Aim of the task -> The entries below contain a stretch that opens with the line containing "delete response from" and closes with the line containing "user payload from"; set down that stretch exactly, both ends included, and nothing else.

[Saved entries]
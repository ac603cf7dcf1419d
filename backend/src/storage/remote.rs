//! # Remote Store
//!
//! Adapter translating [`RecordStore`] calls into HTTP requests against a
//! PostgREST-style relational service exposing `bills` and `users`
//! resources. The service speaks snake_case columns (`due_date`,
//! `owner_id`); everything else in this crate speaks camelCase, so the
//! mapping lives in the row structs here and nowhere else.
//!
//! Failures (transport errors, non-success statuses, malformed payloads)
//! are logged and returned as `Err`; the sync facade treats that as the
//! signal to fall back to the cache. Not-found stays a value: an update or
//! delete that matches no row is `Ok(false)`.

use anyhow::{anyhow, Context, Result};
use async_trait::async_trait;
use chrono::{DateTime, NaiveDate, Utc};
use reqwest::header::{HeaderMap, HeaderValue, AUTHORIZATION};
use serde::{Deserialize, Serialize};
use serde_json::{json, Value};
use shared::{Bill, BillPatch, NewBill, User};
use tracing::warn;

use super::traits::RecordStore;

pub struct RemoteStore {
    client: reqwest::Client,
    base_url: String,
}

/// Bill row as the relational service stores it.
#[derive(Debug, Serialize, Deserialize)]
struct BillRow {
    id: String,
    name: String,
    amount: f64,
    due_date: NaiveDate,
    paid: bool,
    attachment: Option<String>,
    barcode: Option<String>,
    created_at: DateTime<Utc>,
    owner_id: String,
}

impl From<BillRow> for Bill {
    fn from(row: BillRow) -> Self {
        Bill {
            id: row.id,
            name: row.name,
            amount: row.amount,
            due_date: row.due_date,
            paid: row.paid,
            attachment: row.attachment,
            barcode: row.barcode,
            created_at: row.created_at,
            owner_id: row.owner_id,
        }
    }
}

/// Insert payload; `id` and `created_at` are assigned by the service.
#[derive(Debug, Serialize)]
struct NewBillRow<'a> {
    name: &'a str,
    amount: f64,
    due_date: NaiveDate,
    paid: bool,
    #[serde(skip_serializing_if = "Option::is_none")]
    attachment: Option<&'a str>,
    #[serde(skip_serializing_if = "Option::is_none")]
    barcode: Option<&'a str>,
    owner_id: &'a str,
}

impl<'a> NewBillRow<'a> {
    fn from_draft(draft: &'a NewBill) -> Self {
        Self {
            name: &draft.name,
            amount: draft.amount,
            due_date: draft.due_date,
            paid: draft.paid,
            attachment: draft.attachment.as_deref(),
            barcode: draft.barcode.as_deref(),
            owner_id: &draft.owner_id,
        }
    }
}

#[derive(Debug, Deserialize)]
struct UserRow {
    id: String,
    username: String,
    password: String,
    created_at: DateTime<Utc>,
}

impl From<UserRow> for User {
    fn from(row: UserRow) -> Self {
        User {
            id: row.id,
            username: row.username,
            password: row.password,
            created_at: row.created_at,
        }
    }
}

/// Column map for partial updates: only the fields present in the patch.
fn patch_payload(patch: &BillPatch) -> serde_json::Map<String, Value> {
    let mut payload = serde_json::Map::new();
    if let Some(name) = &patch.name {
        payload.insert("name".to_string(), json!(name));
    }
    if let Some(amount) = patch.amount {
        payload.insert("amount".to_string(), json!(amount));
    }
    if let Some(due_date) = patch.due_date {
        payload.insert("due_date".to_string(), json!(due_date));
    }
    if let Some(paid) = patch.paid {
        payload.insert("paid".to_string(), json!(paid));
    }
    if let Some(attachment) = &patch.attachment {
        payload.insert("attachment".to_string(), json!(attachment));
    }
    if let Some(barcode) = &patch.barcode {
        payload.insert("barcode".to_string(), json!(barcode));
    }
    payload
}

fn log_remote(op: &'static str) -> impl FnOnce(anyhow::Error) -> anyhow::Error {
    move |e| {
        warn!("remote {} failed: {:#}", op, e);
        e
    }
}

impl RemoteStore {
    pub fn new(base_url: &str, api_key: &str) -> Result<Self> {
        let mut headers = HeaderMap::new();
        let bearer = HeaderValue::from_str(&format!("Bearer {}", api_key))
            .context("remote api key is not a valid header value")?;
        headers.insert(AUTHORIZATION, bearer);
        headers.insert(
            "apikey",
            HeaderValue::from_str(api_key).context("remote api key is not a valid header value")?,
        );

        let client = reqwest::Client::builder()
            .default_headers(headers)
            .build()
            .context("failed to build remote http client")?;

        Ok(Self {
            client,
            base_url: base_url.trim_end_matches('/').to_string(),
        })
    }

    fn resource_url(&self, resource: &str) -> String {
        format!("{}/{}", self.base_url, resource)
    }

    async fn fetch_bills(&self, owner_id: &str) -> Result<Vec<Bill>> {
        let rows: Vec<BillRow> = self
            .client
            .get(self.resource_url("bills"))
            .query(&[
                ("owner_id", format!("eq.{}", owner_id)),
                ("order", "due_date.asc".to_string()),
            ])
            .send()
            .await?
            .error_for_status()?
            .json()
            .await
            .context("malformed bill payload from remote")?;
        Ok(rows.into_iter().map(Bill::from).collect())
    }

    async fn insert_bill(&self, draft: &NewBill) -> Result<Bill> {
        let rows: Vec<BillRow> = self
            .client
            .post(self.resource_url("bills"))
            .header("Prefer", "return=representation")
            .json(&NewBillRow::from_draft(draft))
            .send()
            .await?
            .error_for_status()?
            .json()
            .await
            .context("malformed insert response from remote")?;
        rows.into_iter()
            .next()
            .map(Bill::from)
            .ok_or_else(|| anyhow!("remote insert returned no row"))
    }

    async fn bill_exists(&self, id: &str) -> Result<bool> {
        let rows: Vec<Value> = self
            .client
            .get(self.resource_url("bills"))
            .query(&[("id", format!("eq.{}", id)), ("select", "id".to_string())])
            .send()
            .await?
            .error_for_status()?
            .json()
            .await
            .context("malformed lookup response from remote")?;
        Ok(!rows.is_empty())
    }

    async fn patch_bill(&self, id: &str, patch: &BillPatch) -> Result<bool> {
        // An empty patch has no payload to send; report whether the row
        // exists so the semantics match the other backends.
        if patch.is_empty() {
            return self.bill_exists(id).await;
        }

        let rows: Vec<Value> = self
            .client
            .patch(self.resource_url("bills"))
            .query(&[("id", format!("eq.{}", id))])
            .header("Prefer", "return=representation")
            .json(&patch_payload(patch))
            .send()
            .await?
            .error_for_status()?
            .json()
            .await
            .context("malformed update response from remote")?;
        Ok(!rows.is_empty())
    }

    async fn delete_bill(&self, id: &str) -> Result<bool> {
        let rows: Vec<Value> = self
            .client
            .delete(self.resource_url("bills"))
            .query(&[("id", format!("eq.{}", id))])
            .header("Prefer", "return=representation")
            .send()
            .await?
            .error_for_status()?
            .json()
            .await
            .context("malformed delete response from remote")?;
        Ok(!rows.is_empty())
    }

    async fn fetch_user(&self, username: &str) -> Result<Option<User>> {
        let rows: Vec<UserRow> = self
            .client
            .get(self.resource_url("users"))
            .query(&[("username", format!("eq.{}", username))])
            .send()
            .await?
            .error_for_status()?
            .json()
            .await
            .context("malformed user payload from remote")?;
        Ok(rows.into_iter().next().map(User::from))
    }

    async fn insert_user(&self, username: &str, password: &str) -> Result<User> {
        let rows: Vec<UserRow> = self
            .client
            .post(self.resource_url("users"))
            .header("Prefer", "return=representation")
            .json(&json!({ "username": username, "password": password }))
            .send()
            .await?
            .error_for_status()?
            .json()
            .await
            .context("malformed insert response from remote")?;
        rows.into_iter()
            .next()
            .map(User::from)
            .ok_or_else(|| anyhow!("remote insert returned no row"))
    }
}

#[async_trait]
impl RecordStore for RemoteStore {
    async fn list_bills(&self, owner_id: &str) -> Result<Vec<Bill>> {
        self.fetch_bills(owner_id)
            .await
            .map_err(log_remote("list_bills"))
    }

    async fn add_bill(&self, draft: NewBill) -> Result<Bill> {
        self.insert_bill(&draft).await.map_err(log_remote("add_bill"))
    }

    async fn update_bill(&self, id: &str, patch: &BillPatch) -> Result<bool> {
        self.patch_bill(id, patch)
            .await
            .map_err(log_remote("update_bill"))
    }

    async fn remove_bill(&self, id: &str) -> Result<bool> {
        self.delete_bill(id).await.map_err(log_remote("remove_bill"))
    }

    async fn find_user(&self, username: &str) -> Result<Option<User>> {
        self.fetch_user(username)
            .await
            .map_err(log_remote("find_user"))
    }

    async fn create_user(&self, username: &str, password: &str) -> Result<User> {
        self.insert_user(username, password)
            .await
            .map_err(log_remote("create_user"))
    }
}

Exercise output ->
            .context("malformed delete response from remote")?;
        Ok(!rows.is_empty())
    }

    async fn fetch_user(&self, username: &str) -> Result<Option<User>> {
        let rows: Vec<UserRow> = self
            .client
            .get(self.resource_url("users"))
            .query(&[("username", format!("eq.{}", username))])
            .send()
            .await?
            .error_for_status()?
            .json()
            .await
            .context("malformed user payload from remote")?;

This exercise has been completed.